Records START

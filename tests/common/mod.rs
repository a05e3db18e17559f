#![allow(dead_code)]

pub use kiosk_test_utils::builders::{CatalogEntryBuilder, TempCatalog, write_executable};
pub use kiosk_test_utils::fakes::{
    FakeProvisioner, FakeSupervisor, RecordingAudio, RecordingRenderer, ScriptedInput,
};
pub use kiosk_test_utils::{init_tracing, with_timeout};

use std::path::{Path, PathBuf};
use std::time::Duration;

use kiosk::runtime::ResolverOptions;

/// Write a stand-in interpreter at `path`.
///
/// It answers the version probe with `version`, builds an environment by
/// copying itself to `<env>/bin/python`, exits `pip_exit` for `-m pip`, and
/// runs any `*.py` target by exiting 0 silently.
pub fn fake_python(path: &Path, version: &str, pip_exit: i32) -> PathBuf {
    let body = format!(
        r#"case "$1 $2" in
  "-c "*) echo {version} ;;
  "-m venv") mkdir -p "$3/bin" && cp "$0" "$3/bin/python" ;;
  "-m pip")
    echo "Collecting pygame"
    if [ {pip_exit} -ne 0 ]; then echo "ERROR: No matching distribution found" >&2; fi
    exit {pip_exit} ;;
  *.py*) exit 0 ;;
  *) exit 2 ;;
esac"#
    );
    write_executable(path, &body);
    path.to_path_buf()
}

/// Resolver options that only look at `bin` and at `locations`.
pub fn isolated_resolver(bin: &Path, locations: Vec<PathBuf>) -> ResolverOptions {
    ResolverOptions {
        probe_timeout: Duration::from_secs(5),
        install_timeout: Duration::from_secs(5),
        version_manager: None,
        launcher: None,
        common_locations: Some(locations),
        search_path: Some(bin.as_os_str().to_os_string()),
    }
}
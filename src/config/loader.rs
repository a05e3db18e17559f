// src/config/loader.rs

use std::fs;
use std::path::{Path, PathBuf};

use tracing::info;

use crate::config::model::{KioskConfig, RawKioskConfig};
use crate::errors::Result;

/// Load a launcher configuration file and return the raw `RawKioskConfig`.
///
/// This only performs TOML deserialization; it does **not** perform semantic
/// validation. Use [`load_and_validate`] for that.
pub fn load_from_path(path: impl AsRef<Path>) -> Result<RawKioskConfig> {
    let path = path.as_ref();
    let contents = fs::read_to_string(path)?;

    let config: RawKioskConfig = toml::from_str(&contents)?;

    Ok(config)
}

/// Load and validate the launcher configuration.
///
/// A missing file is not an error on a kiosk: every setting has a default,
/// so the built-in defaults are validated and returned instead.
pub fn load_and_validate(path: impl AsRef<Path>) -> Result<KioskConfig> {
    let path = path.as_ref();
    let raw = if path.exists() {
        load_from_path(path)?
    } else {
        info!(config = ?path, "launcher config not found; using defaults");
        RawKioskConfig::default()
    };
    KioskConfig::try_from(raw)
}

/// Default launcher config location: `Kiosk.toml` in the working directory.
pub fn default_config_path() -> PathBuf {
    PathBuf::from("Kiosk.toml")
}
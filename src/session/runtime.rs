// src/session/runtime.rs

use std::collections::VecDeque;
use std::fmt;
use std::time::Duration;

use tokio::sync::oneshot;
use tokio::time::MissedTickBehavior;
use tracing::{debug, info, warn};

use crate::net::NetworkStatus;
use crate::present::assets::SoundHandle;
use crate::present::{AudioSink, Frame, InputEvent, InputSource, RenderSink};
use crate::provision::{layout, ProvisionFailure, ProvisionResult, Provisioner};
use crate::session::core::SessionCore;
use crate::session::{SessionCommand, SessionEvent, SoundCue};
use crate::supervise::{ExitOutcome, Supervisor};

/// Everything the shell talks to.
pub struct Ports {
    pub provisioner: Box<dyn Provisioner>,
    pub supervisor: Box<dyn Supervisor>,
    pub render: Box<dyn RenderSink>,
    pub audio: Box<dyn AudioSink>,
    pub input: Box<dyn InputSource>,
}

/// Sounds for each cue; a missing sound is skipped.
#[derive(Debug, Clone, Default)]
pub struct SoundBank {
    pub boot_chime: Option<SoundHandle>,
    pub notify: Option<SoundHandle>,
}

impl SoundBank {
    fn get(&self, cue: SoundCue) -> Option<&SoundHandle> {
        match cue {
            SoundCue::BootChime => self.boot_chime.as_ref(),
            SoundCue::Notify => self.notify.as_ref(),
        }
    }
}

/// Drives a [`SessionCore`] frame by frame and performs its commands.
///
/// Provisioning and child runs are awaited inline: while one is in flight
/// no frames are produced and no input is read. The last frame drawn before
/// the call is the progress indication.
pub struct Session {
    core: SessionCore,
    ports: Ports,
    network: NetworkStatus,
    frame_interval: Duration,
    sounds: SoundBank,
    shutdown_rx: Option<oneshot::Receiver<()>>,
}

impl fmt::Debug for Session {
    fn fmt(&self, f: &mut fmt::Formatter<'_>) -> fmt::Result {
        f.debug_struct("Session")
            .field("core", &self.core)
            .field("frame_interval", &self.frame_interval)
            .finish_non_exhaustive()
    }
}

impl Session {
    pub fn new(
        core: SessionCore,
        ports: Ports,
        network: NetworkStatus,
        frame_interval: Duration,
    ) -> Self {
        Self {
            core,
            ports,
            network,
            frame_interval,
            sounds: SoundBank::default(),
            shutdown_rx: None,
        }
    }

    pub fn with_sounds(mut self, sounds: SoundBank) -> Self {
        self.sounds = sounds;
        self
    }

    /// A signal that is turned into a quit request (e.g. Ctrl-C).
    pub fn with_shutdown(mut self, rx: oneshot::Receiver<()>) -> Self {
        self.shutdown_rx = Some(rx);
        self
    }

    pub fn core(&self) -> &SessionCore {
        &self.core
    }

    /// Frame loop. Returns the final core once a quit was processed.
    pub async fn run(mut self) -> SessionCore {
        info!(
            entries = self.core.catalog().len(),
            frame_interval = ?self.frame_interval,
            "session started"
        );
        let mut interval = tokio::time::interval(self.frame_interval);
        interval.set_missed_tick_behavior(MissedTickBehavior::Skip);

        'frames: loop {
            interval.tick().await;

            let mut inputs = self.ports.input.poll();
            if self.shutdown_requested() {
                inputs.push(InputEvent::Quit);
            }
            for input in inputs {
                if !self.handle(SessionEvent::Input(input)).await {
                    break 'frames;
                }
            }

            let online = self.network.is_online();
            if !self.handle(SessionEvent::Tick { online }).await {
                break;
            }
            self.render();
        }

        info!("session ended");
        self.core
    }

    /// Feed one event through the core, performing every resulting command
    /// and any follow-up events. Returns whether the session continues.
    pub async fn handle(&mut self, event: SessionEvent) -> bool {
        let mut pending = VecDeque::from([event]);
        while let Some(event) = pending.pop_front() {
            debug!(?event, "session event");
            let step = self.core.step(event);
            for command in step.commands {
                if let Some(follow_up) = self.execute(command).await {
                    pending.push_back(follow_up);
                }
            }
            if !step.keep_running {
                return false;
            }
        }
        true
    }

    fn shutdown_requested(&mut self) -> bool {
        match self.shutdown_rx.as_mut().map(|rx| rx.try_recv()) {
            Some(Ok(())) => {
                info!("shutdown signal received");
                self.shutdown_rx = None;
                true
            }
            _ => false,
        }
    }

    fn render(&mut self) {
        let frame = Frame::compose(&self.core.view());
        self.ports.render.present(&frame);
    }

    async fn execute(&mut self, command: SessionCommand) -> Option<SessionEvent> {
        match command {
            SessionCommand::Provision { entry: id } => {
                self.render();
                let Some(entry) = self.core.catalog().get(&id).cloned() else {
                    warn!(entry = %id, "provision requested for unknown entry");
                    return Some(SessionEvent::ProvisionFinished {
                        entry: id,
                        result: ProvisionResult::failed(
                            ProvisionFailure::ManifestMissing,
                            "Unknown entry",
                        ),
                    });
                };
                let online = self.network.is_online();
                let result = self.ports.provisioner.provision(&entry, online).await;
                info!(entry = %id, success = result.success, message = %result.message, "provisioning finished");
                if let Some(tail) = &result.stderr_tail {
                    debug!(entry = %id, "installer tail:\n{tail}");
                }
                Some(SessionEvent::ProvisionFinished { entry: id, result })
            }
            SessionCommand::Launch { entry: id } => {
                self.render();
                let Some(entry) = self.core.catalog().get(&id).cloned() else {
                    warn!(entry = %id, "launch requested for unknown entry");
                    return Some(SessionEvent::RunFinished {
                        entry: id,
                        outcome: ExitOutcome::NotStarted("unknown entry".to_string()),
                    });
                };
                let environment = if entry.requires_isolated_env {
                    layout::environment_handle(&entry.dir)
                } else {
                    None
                };
                let outcome = self.ports.supervisor.run(&entry, environment).await;
                Some(SessionEvent::RunFinished { entry: id, outcome })
            }
            SessionCommand::PlaySound(cue) => {
                match self.sounds.get(cue) {
                    Some(sound) => self.ports.audio.play(sound),
                    None => debug!(?cue, "no sound loaded for cue"),
                }
                None
            }
            SessionCommand::Exit => {
                info!("exit requested");
                None
            }
        }
    }
}
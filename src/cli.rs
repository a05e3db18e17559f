// src/cli.rs

//! CLI argument parsing using `clap`.

use std::path::PathBuf;

use clap::{Parser, ValueEnum};

/// Command-line arguments for `kiosk`.
#[derive(Debug, Clone, Parser)]
#[command(
    name = "kiosk",
    version,
    about = "Browse, install and run local applications on a kiosk device.",
    long_about = None
)]
pub struct CliArgs {
    /// Path to the launcher config file (TOML).
    ///
    /// Default: `Kiosk.toml` in the current working directory. A missing
    /// file means built-in defaults.
    #[arg(long, value_name = "PATH")]
    pub config: Option<String>,

    /// Catalog directory; overrides `[catalog].root`.
    #[arg(long, value_name = "DIR")]
    pub root: Option<PathBuf>,

    /// Logging level (error, warn, info, debug, trace).
    ///
    /// If omitted, `KIOSK_LOG` or a default level will be used.
    #[arg(long, value_enum, value_name = "LEVEL")]
    pub log_level: Option<LogLevel>,

    /// Go straight to browsing without the logo animation.
    #[arg(long)]
    pub skip_boot: bool,

    /// Scan the catalog, print it, and exit without running anything.
    #[arg(long)]
    pub dry_run: bool,
}

/// Log level as exposed on the CLI.
#[derive(Debug, Copy, Clone, ValueEnum)]
pub enum LogLevel {
    Error,
    Warn,
    Info,
    Debug,
    Trace,
}

/// Convenience wrapper around `CliArgs::parse()`.
pub fn parse() -> CliArgs {
    CliArgs::parse()
}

Records END

• _Your task_
Filter the records above and return every line that holds the word "AudioSink".

• _Solution below_
use crate::present::{AudioSink, Frame, InputEvent, InputSource, RenderSink};
    pub audio: Box<dyn AudioSink>,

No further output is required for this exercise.